So the less than svelte taster of food for the lefty classes decides to try out the festive nonsenses available on the food shelves this year:
I mean really, has anyone ever really felt more Christmassy because Walkers have released their special edition brussels sprouts flavour crisps? That’s crisps, which taste of cabbage. By design. It’s not just a dreadful idea. It’s bad manners. How about winter berry and prosecco crisps from M&S? Or prosecco and elderberry crisps from Tesco? Or, in an attempt by Kettle Chips to be both weirdly patriotic and awkwardly Christmassy, truffled cheese crisps with “a splash of English Sparkling wine”? The word “splash” there makes me think of reaching into a bowl of snacks at a dreary Christmas party, to discover someone has accidentally emptied half a plastic cup of fizz all over them.
The issue is not food product innovation itself. Good NPD is a serious skill. It’s gifted us many great things, from salted caramel to ciabatta. It’s specifically Christmas food product innovation that’s the problem. (Not all of it, mind; there are some classy products in this month’s taste test.)
Most things fail and all things fail eventually – as the once teenage male finds out decades later. The trick is to find a method of working out which things don’t fail for that brief period.
Some millennia’s experience of this civilisation idea tells us that the best way to do this is to allow anyone to have a go. The technological envelope keeps changing, the things that people desire to have done changes as taste does. Frumenty becomes minced meat (no, to Americans, it ain’t meat) or possibly kasha, the new availability of sugar makes Frosties possible and so on.

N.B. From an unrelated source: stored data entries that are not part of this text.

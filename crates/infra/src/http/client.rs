use std::time::{Duration, Instant};

use reqwest::{Client as ReqwestClient, Method, RequestBuilder, Response};
use shipyard_domain::{ResilienceConfig, ShipyardError, TimeoutScope};
use tracing::{debug, warn};

use crate::errors::InfraError;

/// HTTP client with built-in retry and timeout support.
///
/// A logical call is retried on connection failures and 5xx responses, waiting
/// `backoff_unit * backoff_base^n` before retry `n`. 4xx and successful
/// responses are returned as-is.
#[derive(Clone, Debug)]
pub struct HttpClient {
    client: ReqwestClient,
    max_retries: u32,
    backoff_base: f64,
    backoff_unit: Duration,
    timeout: Duration,
    timeout_scope: TimeoutScope,
}

impl HttpClient {
    /// Start building a new HTTP client.
    pub fn builder() -> HttpClientBuilder {
        HttpClientBuilder::default()
    }

    /// Convenience constructor with default configuration.
    pub fn new() -> Result<Self, ShipyardError> {
        Self::builder().build()
    }

    /// Create a request builder using the underlying reqwest client.
    pub fn request<U>(&self, method: Method, url: U) -> RequestBuilder
    where
        U: reqwest::IntoUrl,
    {
        self.client.request(method, url)
    }

    /// Execute the provided request builder with retry and timeout semantics.
    ///
    /// # Errors
    /// - `ShipyardError::Status` when every attempt answered with a 5xx
    /// - `ShipyardError::Network` when the connection keeps failing
    /// - `ShipyardError::Timeout` when the configured timeout elapses
    pub async fn send(&self, builder: RequestBuilder) -> Result<Response, ShipyardError> {
        match self.timeout_scope {
            TimeoutScope::Overall => {
                let started = Instant::now();
                tokio::time::timeout(self.timeout, self.send_with_retry(builder))
                    .await
                    .map_err(|_| {
                        ShipyardError::Timeout(format!(
                            "no response within {:?} (gave up after {:?}, retries included)",
                            self.timeout,
                            started.elapsed()
                        ))
                    })?
            }
            TimeoutScope::PerAttempt => self.send_with_retry(builder).await,
        }
    }

    async fn send_with_retry(&self, builder: RequestBuilder) -> Result<Response, ShipyardError> {
        let attempts = self.max_retries.saturating_add(1);

        for attempt in 1..=attempts {
            let cloned_builder = builder.try_clone().ok_or_else(|| {
                ShipyardError::Internal(
                    "request body cannot be cloned; buffer the body to enable retries".into(),
                )
            })?;

            let request = cloned_builder.build().map_err(|err| {
                let infra: InfraError = err.into();
                ShipyardError::from(infra)
            })?;

            let method = request.method().clone();
            let url = request.url().clone();
            debug!(attempt, %method, %url, "sending HTTP request");

            let outcome = match self.timeout_scope {
                TimeoutScope::PerAttempt => {
                    tokio::time::timeout(self.timeout, self.client.execute(request))
                        .await
                        .map_err(|_| {
                            ShipyardError::Timeout(format!(
                                "{method} {url} attempt {attempt} exceeded {:?}",
                                self.timeout
                            ))
                        })?
                }
                TimeoutScope::Overall => self.client.execute(request).await,
            };

            match outcome {
                Ok(response) => {
                    let status = response.status();
                    debug!(attempt, %method, %url, %status, "received HTTP response");

                    if !status.is_server_error() {
                        return Ok(response);
                    }

                    if attempt < attempts {
                        self.wait_before_retry(attempt, &format!("HTTP {status}")).await;
                        continue;
                    }

                    return Err(ShipyardError::Status {
                        status: status.as_u16(),
                        message: format!("{method} {url} still failing after {attempts} attempts"),
                    });
                }
                Err(err) => {
                    debug!(attempt, %method, %url, error = %err, "HTTP request failed");

                    if attempt < attempts && should_retry_error(&err) {
                        self.wait_before_retry(attempt, &err.to_string()).await;
                        continue;
                    }

                    let infra: InfraError = err.into();
                    return Err(ShipyardError::from(infra));
                }
            }
        }

        Err(ShipyardError::Internal(
            "http client exhausted retries without producing a result".into(),
        ))
    }

    /// Delay before retry number `retry` (1-based).
    fn backoff_delay(&self, retry: u32) -> Duration {
        let exponent = i32::try_from(retry).unwrap_or(i32::MAX);
        let seconds = self.backoff_unit.as_secs_f64() * self.backoff_base.powi(exponent);
        Duration::try_from_secs_f64(seconds).unwrap_or(Duration::MAX)
    }

    async fn wait_before_retry(&self, retry: u32, cause: &str) {
        let delay = self.backoff_delay(retry);
        warn!(
            retry,
            max_retries = self.max_retries,
            wait_ms = u64::try_from(delay.as_millis()).unwrap_or(u64::MAX),
            cause,
            "retrying upstream request"
        );
        if !delay.is_zero() {
            tokio::time::sleep(delay).await;
        }
    }
}

/// Builder for [`HttpClient`].
#[derive(Debug)]
pub struct HttpClientBuilder {
    timeout: Duration,
    timeout_scope: TimeoutScope,
    max_retries: u32,
    backoff_base: f64,
    backoff_unit: Duration,
    user_agent: Option<String>,
    default_headers: Option<reqwest::header::HeaderMap>,
}

impl Default for HttpClientBuilder {
    fn default() -> Self {
        Self::default_from(&ResilienceConfig::default())
    }
}

impl HttpClientBuilder {
    fn default_from(config: &ResilienceConfig) -> Self {
        Self {
            timeout: Duration::from_secs(config.timeout_secs),
            timeout_scope: config.timeout_scope,
            max_retries: config.max_retries,
            backoff_base: config.backoff_base,
            backoff_unit: Duration::from_millis(config.backoff_unit_ms),
            user_agent: None,
            default_headers: None,
        }
    }

    /// Apply every retry and timeout setting from `config`.
    pub fn resilience(self, config: &ResilienceConfig) -> Self {
        Self { user_agent: self.user_agent, default_headers: self.default_headers, ..Self::default_from(config) }
    }

    pub fn timeout(mut self, timeout: Duration) -> Self {
        self.timeout = timeout;
        self
    }

    pub fn timeout_scope(mut self, scope: TimeoutScope) -> Self {
        self.timeout_scope = scope;
        self
    }

    /// Configure the number of retries after the initial attempt.
    pub fn max_retries(mut self, retries: u32) -> Self {
        self.max_retries = retries;
        self
    }

    /// Exponent base for the backoff; clamped to at least 1.
    pub fn backoff_base(mut self, base: f64) -> Self {
        self.backoff_base = if base.is_finite() { base.max(1.0) } else { 1.0 };
        self
    }

    pub fn backoff_unit(mut self, unit: Duration) -> Self {
        self.backoff_unit = unit;
        self
    }

    pub fn user_agent(mut self, agent: impl Into<String>) -> Self {
        self.user_agent = Some(agent.into());
        self
    }

    pub fn default_headers(mut self, headers: reqwest::header::HeaderMap) -> Self {
        self.default_headers = Some(headers);
        self
    }

    pub fn build(self) -> Result<HttpClient, ShipyardError> {
        let mut builder = ReqwestClient::builder().no_proxy();

        if let Some(agent) = self.user_agent {
            builder = builder.user_agent(agent);
        }

        if let Some(headers) = self.default_headers {
            builder = builder.default_headers(headers);
        }

        let client = builder.build().map_err(|err| {
            let infra: InfraError = err.into();
            ShipyardError::from(infra)
        })?;

        Ok(HttpClient {
            client,
            max_retries: self.max_retries,
            backoff_base: self.backoff_base,
            backoff_unit: self.backoff_unit,
            timeout: self.timeout,
            timeout_scope: self.timeout_scope,
        })
    }
}

fn should_retry_error(err: &reqwest::Error) -> bool {
    err.is_connect() || err.is_request()
}
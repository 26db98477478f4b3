//! Command-line argument parsing

use std::path::PathBuf;

use clap::builder::TypedValueParser;
use clap::{Args, Parser, Subcommand};

/// Browse the starship catalog with manufacturer details
#[derive(Parser, Debug)]
#[command(name = "shipyard")]
#[command(about = "Starship catalog with manufacturer enrichment")]
#[command(version)]
pub struct Cli {
    /// Config file (TOML or JSON). Standard locations are probed when omitted.
    #[arg(long, global = true, value_name = "PATH", env = "SHIPYARD_CONFIG")]
    pub config: Option<PathBuf>,

    /// Log at debug level unless RUST_LOG is set
    #[arg(short, long, global = true)]
    pub verbose: bool,

    #[command(subcommand)]
    pub command: Command,
}

#[derive(Subcommand, Debug)]
pub enum Command {
    /// List starships, optionally filtered by manufacturer
    List(ListArgs),
}

#[derive(Args, Debug)]
pub struct ListArgs {
    /// Only starships whose manufacturer matches exactly, ignoring case
    #[arg(short, long, value_name = "NAME")]
    pub manufacturer: Option<String>,

    /// Page to show (1-based)
    #[arg(long, default_value_t = 1)]
    pub page: usize,

    /// Starships per page
    #[arg(long, default_value_t = 10, value_parser = clap::value_parser!(u64).range(1..).try_map(usize::try_from))]
    pub limit: usize,

    /// Print JSON instead of a table
    #[arg(long)]
    pub json: bool,
}
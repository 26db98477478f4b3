//! Wire types for the SWAPI starship endpoints

use serde::Deserialize;
use shipyard_core::{ListedEntry, StarshipDetail, StarshipPage};

/// `GET /starships?page={n}&limit={limit}`
#[derive(Debug, Deserialize)]
pub(crate) struct PageResponse {
    #[serde(default)]
    pub results: Vec<ListedResult>,
    pub total_pages: u32,
}

#[derive(Debug, Deserialize)]
pub(crate) struct ListedResult {
    pub uid: Option<String>,
    pub name: Option<String>,
    pub url: Option<String>,
}

/// `GET /starships/{uid}`
#[derive(Debug, Deserialize)]
pub(crate) struct DetailResponse {
    pub result: DetailResult,
}

#[derive(Debug, Deserialize)]
pub(crate) struct DetailResult {
    pub properties: DetailProperties,
}

#[derive(Debug, Deserialize)]
pub(crate) struct DetailProperties {
    pub manufacturer: Option<String>,
}

impl From<PageResponse> for StarshipPage {
    fn from(value: PageResponse) -> Self {
        Self {
            entries: value
                .results
                .into_iter()
                .map(|r| ListedEntry { uid: r.uid.unwrap_or_default(), name: r.name, url: r.url })
                .collect(),
            total_pages: value.total_pages,
        }
    }
}

impl From<DetailResponse> for StarshipDetail {
    fn from(value: DetailResponse) -> Self {
        Self { manufacturer: value.result.properties.manufacturer }
    }
}

#[cfg(test)]
mod tests {
    use super::*;

    #[test]
    fn page_tolerates_missing_fields() {
        let json = r#"{
            "message": "ok",
            "total_records": 3,
            "total_pages": 1,
            "results": [
                {"uid": "2", "name": "CR90 corvette", "url": "https://www.swapi.tech/api/starships/2"},
                {"name": "no uid"},
                {"uid": "3", "name": null}
            ]
        }"#;

        let page: StarshipPage = serde_json::from_str::<PageResponse>(json).unwrap().into();

        assert_eq!(page.total_pages, 1);
        assert_eq!(page.entries.len(), 3);
        assert_eq!(page.entries[1].uid, "");
        assert_eq!(page.entries[2].name, None);
    }

    #[test]
    fn detail_reads_nested_manufacturer() {
        let json = r#"{
            "message": "ok",
            "result": {
                "uid": "10",
                "properties": {"name": "Millennium Falcon", "manufacturer": "Corellian Engineering Corporation"}
            }
        }"#;

        let detail: StarshipDetail = serde_json::from_str::<DetailResponse>(json).unwrap().into();
        assert_eq!(detail.manufacturer.as_deref(), Some("Corellian Engineering Corporation"));
    }

    #[test]
    fn detail_without_manufacturer_is_none() {
        let json = r#"{"result": {"properties": {"name": "Death Star"}}}"#;
        let detail: StarshipDetail = serde_json::from_str::<DetailResponse>(json).unwrap().into();
        assert_eq!(detail.manufacturer, None);
    }
}
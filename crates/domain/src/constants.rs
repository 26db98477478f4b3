//! Application constants
//!
//! Centralized location for the defaults used when no configuration overrides
//! them.

// Upstream API
pub const DEFAULT_UPSTREAM_BASE_URL: &str = "https://www.swapi.tech/api/";
pub const DEFAULT_PAGE_SIZE: u32 = 100;
pub const DEFAULT_USER_AGENT: &str = concat!("shipyard/", env!("CARGO_PKG_VERSION"));

// Resilient transport
pub const DEFAULT_MAX_RETRIES: u32 = 3;
pub const DEFAULT_BACKOFF_BASE: f64 = 2.0;
pub const DEFAULT_BACKOFF_UNIT_MS: u64 = 1000;
pub const DEFAULT_TIMEOUT_SECS: u64 = 10;
pub const MAX_TIMEOUT_SECS: u64 = 60 * 60;
pub const MAX_BACKOFF_UNIT_MS: u64 = 60 * 1000;

// Aggregate cache
pub const DEFAULT_CACHE_KEY: &str = "Starships";
pub const DEFAULT_SLIDING_EXPIRATION_SECS: u64 = 600;
pub const MAX_SLIDING_EXPIRATION_SECS: u64 = 30 * 24 * 60 * 60;
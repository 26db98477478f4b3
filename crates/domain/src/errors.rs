//! Error types used throughout the application

use std::fmt;

use serde::{Deserialize, Serialize};
use thiserror::Error;

/// Which part of the aggregate build failed.
#[derive(Debug, Clone, Copy, PartialEq, Eq, Serialize, Deserialize)]
#[serde(rename_all = "snake_case")]
pub enum FetchPhase {
    /// Walking the paginated starship collection.
    Listing,
    /// Per-item manufacturer lookups.
    Enrichment,
}

impl fmt::Display for FetchPhase {
    fn fmt(&self, f: &mut fmt::Formatter<'_>) -> fmt::Result {
        match self {
            Self::Listing => f.write_str("starship listing"),
            Self::Enrichment => f.write_str("manufacturer enrichment"),
        }
    }
}

/// Main error type for Shipyard
#[derive(Error, Debug, Clone, Serialize, Deserialize)]
#[serde(tag = "type", content = "message")]
pub enum ShipyardError {
    #[error("Network error: {0}")]
    Network(String),

    #[error("Timeout: {0}")]
    Timeout(String),

    #[error("Upstream returned HTTP {status}: {message}")]
    Status { status: u16, message: String },

    #[error("Invalid upstream response: {0}")]
    InvalidResponse(String),

    /// Aggregation failure. The only error a facade caller sees from a build.
    #[error("An error occurred while fetching starship data during {phase}: {source}")]
    Upstream { phase: FetchPhase, source: Box<ShipyardError> },

    #[error("Configuration error: {0}")]
    Config(String),

    #[error("Invalid input: {0}")]
    InvalidInput(String),

    #[error("Internal error: {0}")]
    Internal(String),
}

impl ShipyardError {
    /// Wrap a failure from one of the build phases.
    pub fn upstream(phase: FetchPhase, source: ShipyardError) -> Self {
        Self::Upstream { phase, source: Box::new(source) }
    }

    /// True for failures raised by the resilient transport.
    pub fn is_transport(&self) -> bool {
        matches!(self, Self::Network(_) | Self::Timeout(_) | Self::Status { .. })
    }

    /// The build phase for aggregation failures, `None` otherwise.
    pub fn phase(&self) -> Option<FetchPhase> {
        match self {
            Self::Upstream { phase, .. } => Some(*phase),
            _ => None,
        }
    }
}

/// Result type alias for Shipyard operations
pub type Result<T> = std::result::Result<T, ShipyardError>;
//! Conversions from external infrastructure errors into domain errors.

use reqwest::Error as HttpError;
use shipyard_domain::ShipyardError;

/// Error newtype that keeps conversions on the infrastructure side and can be
/// converted back into the domain error.
#[derive(Debug)]
pub struct InfraError(pub ShipyardError);

impl From<InfraError> for ShipyardError {
    fn from(value: InfraError) -> Self {
        value.0
    }
}

/// Extension trait to make the conversion logic explicit in tests and within
/// this module.
trait IntoShipyardError {
    fn into_shipyard(self) -> ShipyardError;
}

/* -------------------------------------------------------------------------- */
/* reqwest::Error → ShipyardError */
/* -------------------------------------------------------------------------- */

impl IntoShipyardError for HttpError {
    fn into_shipyard(self) -> ShipyardError {
        if self.is_timeout() {
            return ShipyardError::Timeout("HTTP request timed out".into());
        }

        if self.is_connect() {
            return ShipyardError::Network(format!("HTTP connection failure: {self}"));
        }

        if self.is_decode() {
            return ShipyardError::InvalidResponse(format!("failed to decode body: {self}"));
        }

        if self.is_builder() {
            return ShipyardError::Internal(format!("invalid HTTP request: {self}"));
        }

        if let Some(status) = self.status() {
            return ShipyardError::Status {
                status: status.as_u16(),
                message: status.canonical_reason().unwrap_or("unknown status").to_string(),
            };
        }

        ShipyardError::Network(self.to_string())
    }
}

impl From<HttpError> for InfraError {
    fn from(value: HttpError) -> Self {
        InfraError(value.into_shipyard())
    }
}

/* -------------------------------------------------------------------------- */
/* Tests */
/* -------------------------------------------------------------------------- */
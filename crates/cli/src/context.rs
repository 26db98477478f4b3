//! Application context - dependency injection container

use std::path::PathBuf;
use std::sync::Arc;

use shipyard_core::CatalogService;
use shipyard_domain::{Config, Result};
use shipyard_infra::{config, StarshipCache, SwapiClient};

/// Holds the loaded configuration and the wired catalog service
pub struct AppContext {
    pub config: Config,
    pub catalog: CatalogService,
}

impl AppContext {
    /// Load configuration and wire the SWAPI adapter and cache into the catalog.
    ///
    /// # Errors
    /// `ShipyardError::Config` when configuration is invalid or the HTTP client
    /// cannot be built.
    pub fn new(config_path: Option<PathBuf>) -> Result<Self> {
        let config = config::load(config_path)?;
        Self::from_config(config)
    }

    pub fn from_config(config: Config) -> Result<Self> {
        let source = Arc::new(SwapiClient::new(&config)?);
        let cache = Arc::new(StarshipCache::new(&config.cache));
        let catalog = CatalogService::new(source, cache, config.upstream.page_size);

        tracing::debug!(
            base_url = %config.upstream.base_url,
            page_size = config.upstream.page_size,
            timeout_scope = ?config.resilience.timeout_scope,
            "application context initialized"
        );

        Ok(Self { config, catalog })
    }
}

#[cfg(test)]
mod tests {
    use super::*;

    #[test]
    fn from_config_keeps_settings() {
        let mut config = Config::default();
        config.upstream.page_size = 7;

        let ctx = AppContext::from_config(config).unwrap();
        assert_eq!(ctx.config.upstream.page_size, 7);
    }

    #[test]
    fn from_config_rejects_unparseable_base_url() {
        let mut config = Config::default();
        config.upstream.base_url = "::not a url::".into();

        assert!(AppContext::from_config(config).is_err());
    }
}
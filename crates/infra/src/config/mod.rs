//! Configuration loading and management
//!
//! This module provides utilities for loading application configuration
//! from files and environment variables.

pub mod loader;

// Re-export commonly used items
pub use loader::{apply_env_overrides, load, load_from_file, probe_config_paths};
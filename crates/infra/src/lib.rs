//! # Shipyard Infrastructure
//!
//! Infrastructure implementations of core catalog ports.
//!
//! This crate contains:
//! - The resilient HTTP transport (retry with backoff, timeout)
//! - The SWAPI adapter implementing `StarshipSource`
//! - The moka-backed aggregate cache implementing `AggregateCache`
//! - Configuration loading
//!
//! ## Architecture
//! - Implements traits defined in `shipyard-core`
//! - Contains all "impure" code (network I/O, clocks, files)

pub mod cache;
pub mod config;
pub mod errors;
pub mod http;
pub mod swapi;

// Re-export commonly used items
pub use cache::StarshipCache;
pub use errors::InfraError;
pub use http::{HttpClient, HttpClientBuilder};
pub use swapi::SwapiClient;
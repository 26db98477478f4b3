//! Starship catalog: listing, enrichment, caching and queries

pub mod enrichment;
pub mod listing;
pub mod pagination;
pub mod ports;
pub mod service;

pub use enrichment::DetailEnricher;
pub use listing::{Listing, ListingFetcher};
pub use pagination::PageView;
pub use service::CatalogService;
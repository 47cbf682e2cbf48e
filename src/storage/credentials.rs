//! File-backed credential records.
//!
//! Each configured account has one JSON credential record in a tokens
//! directory; the file stem is the account identifier. Records are read
//! fresh at the start of every scheduler tick, so a record dropped into the
//! directory is picked up without a restart.

use std::fs;
use std::io;
use std::path::{Path, PathBuf};

use serde::{Deserialize, Serialize};
use thiserror::Error;

use crate::domain::AccountId;

/// Errors that can occur while reading credential records.
#[derive(Debug, Error)]
pub enum CredentialError {
    /// The tokens directory itself cannot be read.
    #[error("credential directory {dir} is not readable: {source}")]
    DirUnreadable {
        /// Directory that failed to enumerate.
        dir: PathBuf,
        /// Underlying IO error.
        source: io::Error,
    },

    /// An individual record cannot be read.
    #[error("credential record for {account} is not readable: {source}")]
    RecordUnreadable {
        /// Account whose record failed.
        account: AccountId,
        /// Underlying IO error.
        source: io::Error,
    },

    /// An individual record is not valid JSON for the expected shape.
    #[error("credential record for {account} is invalid: {source}")]
    RecordInvalid {
        /// Account whose record failed.
        account: AccountId,
        /// Underlying parse error.
        source: serde_json::Error,
    },
}

/// Result type for credential store operations.
pub type Result<T> = std::result::Result<T, CredentialError>;

/// OAuth credential record for one account.
#[derive(Debug, Clone, Serialize, Deserialize)]
pub struct GmailCredentials {
    /// OAuth client ID.
    pub client_id: String,
    /// OAuth client secret.
    pub client_secret: String,
    /// OAuth refresh token.
    pub refresh_token: String,
}

/// A directory of per-account credential records.
#[derive(Debug, Clone)]
pub struct CredentialStore {
    dir: PathBuf,
}

impl CredentialStore {
    /// Creates a store over the given tokens directory.
    pub fn new(dir: impl Into<PathBuf>) -> Self {
        Self { dir: dir.into() }
    }

    /// Returns the directory this store reads from.
    pub fn dir(&self) -> &Path {
        &self.dir
    }

    /// Enumerates the account identifiers present in the store.
    ///
    /// Only `.json` entries are considered; identifiers are the file stems,
    /// returned in sorted order so ticks process accounts deterministically.
    ///
    /// # Errors
    ///
    /// Fails when the directory itself cannot be enumerated. Individual
    /// records are not opened here; a corrupt record surfaces later from
    /// [`load`](Self::load).
    pub fn accounts(&self) -> Result<Vec<AccountId>> {
        let entries = fs::read_dir(&self.dir).map_err(|source| CredentialError::DirUnreadable {
            dir: self.dir.clone(),
            source,
        })?;

        let mut accounts = Vec::new();
        for entry in entries {
            let entry = entry.map_err(|source| CredentialError::DirUnreadable {
                dir: self.dir.clone(),
                source,
            })?;
            let path = entry.path();
            if path.extension().and_then(|e| e.to_str()) != Some("json") {
                continue;
            }
            if let Some(stem) = path.file_stem().and_then(|s| s.to_str()) {
                accounts.push(AccountId::from(stem));
            }
        }

        accounts.sort_by(|a, b| a.0.cmp(&b.0));
        Ok(accounts)
    }

    /// Loads the credential record for an account.
    pub fn load(&self, account: &AccountId) -> Result<GmailCredentials> {
        let path = self.dir.join(format!("{}.json", account));
        let contents =
            fs::read_to_string(&path).map_err(|source| CredentialError::RecordUnreadable {
                account: account.clone(),
                source,
            })?;

        serde_json::from_str(&contents).map_err(|source| CredentialError::RecordInvalid {
            account: account.clone(),
            source,
        })
    }
}
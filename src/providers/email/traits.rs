//! Mailbox gateway trait definition.
//!
//! This module defines the [`Mailbox`] trait, the only surface through which
//! the forwarding core touches a mail service. The production implementation
//! is [`GmailMailbox`](super::GmailMailbox); tests substitute mocks or
//! in-memory fakes.

use async_trait::async_trait;

use crate::domain::{Message, MessageId};

/// Result type alias for gateway operations.
pub type Result<T> = std::result::Result<T, ProviderError>;

/// Errors that can occur during gateway operations.
#[derive(Debug, thiserror::Error)]
pub enum ProviderError {
    /// Authentication failed or credentials expired.
    #[error("authentication failed: {0}")]
    Authentication(String),

    /// Network or connection error.
    #[error("connection error: {0}")]
    Connection(String),

    /// Rate limit exceeded.
    #[error("rate limit exceeded, retry after {retry_after_secs:?} seconds")]
    RateLimited {
        /// Seconds to wait before retrying, if known.
        retry_after_secs: Option<u64>,
    },

    /// Requested resource was not found.
    #[error("not found: {0}")]
    NotFound(String),

    /// Invalid request or parameters.
    #[error("invalid request: {0}")]
    InvalidRequest(String),

    /// Internal error.
    #[error("internal error: {0}")]
    Internal(String),
}

/// Trait for mail-service gateways.
///
/// These four operations are everything the forwarding cycle needs. None of
/// them is assumed idempotent by the gateway; ordering guarantees (such as
/// marking a message read only after it was sent on) are the caller's
/// responsibility.
#[cfg_attr(test, mockall::automock)]
#[async_trait]
pub trait Mailbox: Send + Sync {
    /// Lists references to the account's unread messages.
    async fn list_unread(&self) -> Result<Vec<MessageId>>;

    /// Fetches a complete message by reference.
    ///
    /// # Errors
    ///
    /// Returns [`ProviderError::NotFound`] if the message no longer exists.
    async fn get_message(&self, id: &MessageId) -> Result<Message>;

    /// Removes the unread marker from a message.
    async fn mark_read(&self, id: &MessageId) -> Result<()>;

    /// Sends a transport-encoded message from the account.
    async fn send(&self, raw: &str) -> Result<()>;
}

#[cfg(test)]
mod tests {
    use super::*;

    #[test]
    fn provider_error_display() {
        let auth_err = ProviderError::Authentication("token expired".to_string());
        assert_eq!(auth_err.to_string(), "authentication failed: token expired");

        let rate_err = ProviderError::RateLimited {
            retry_after_secs: Some(60),
        };
        assert!(rate_err.to_string().contains("rate limit"));

        let not_found = ProviderError::NotFound("msg-123".to_string());
        assert!(not_found.to_string().contains("not found"));
    }
}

We just allow anyone to try anything and throw it at the wall to see if others like it. There are thousands – no, really – of new soft drinks tried out every year, perhaps some two or three a decade move into large scale and long term production.
The Dog’s Bollocks flavour of crisps tried out by Jasper Carrot is as much a part of this process as the rather more successful Fried Egg and Presunto (no, really, our local supermarket currently).
That is, what Jay Rayner has just noted is the joy of markets, markets with free entry – and exit – for any damn thing people want to try out. The only pity is that neither he nor his readers in The Observer will grasp the point in the slightest.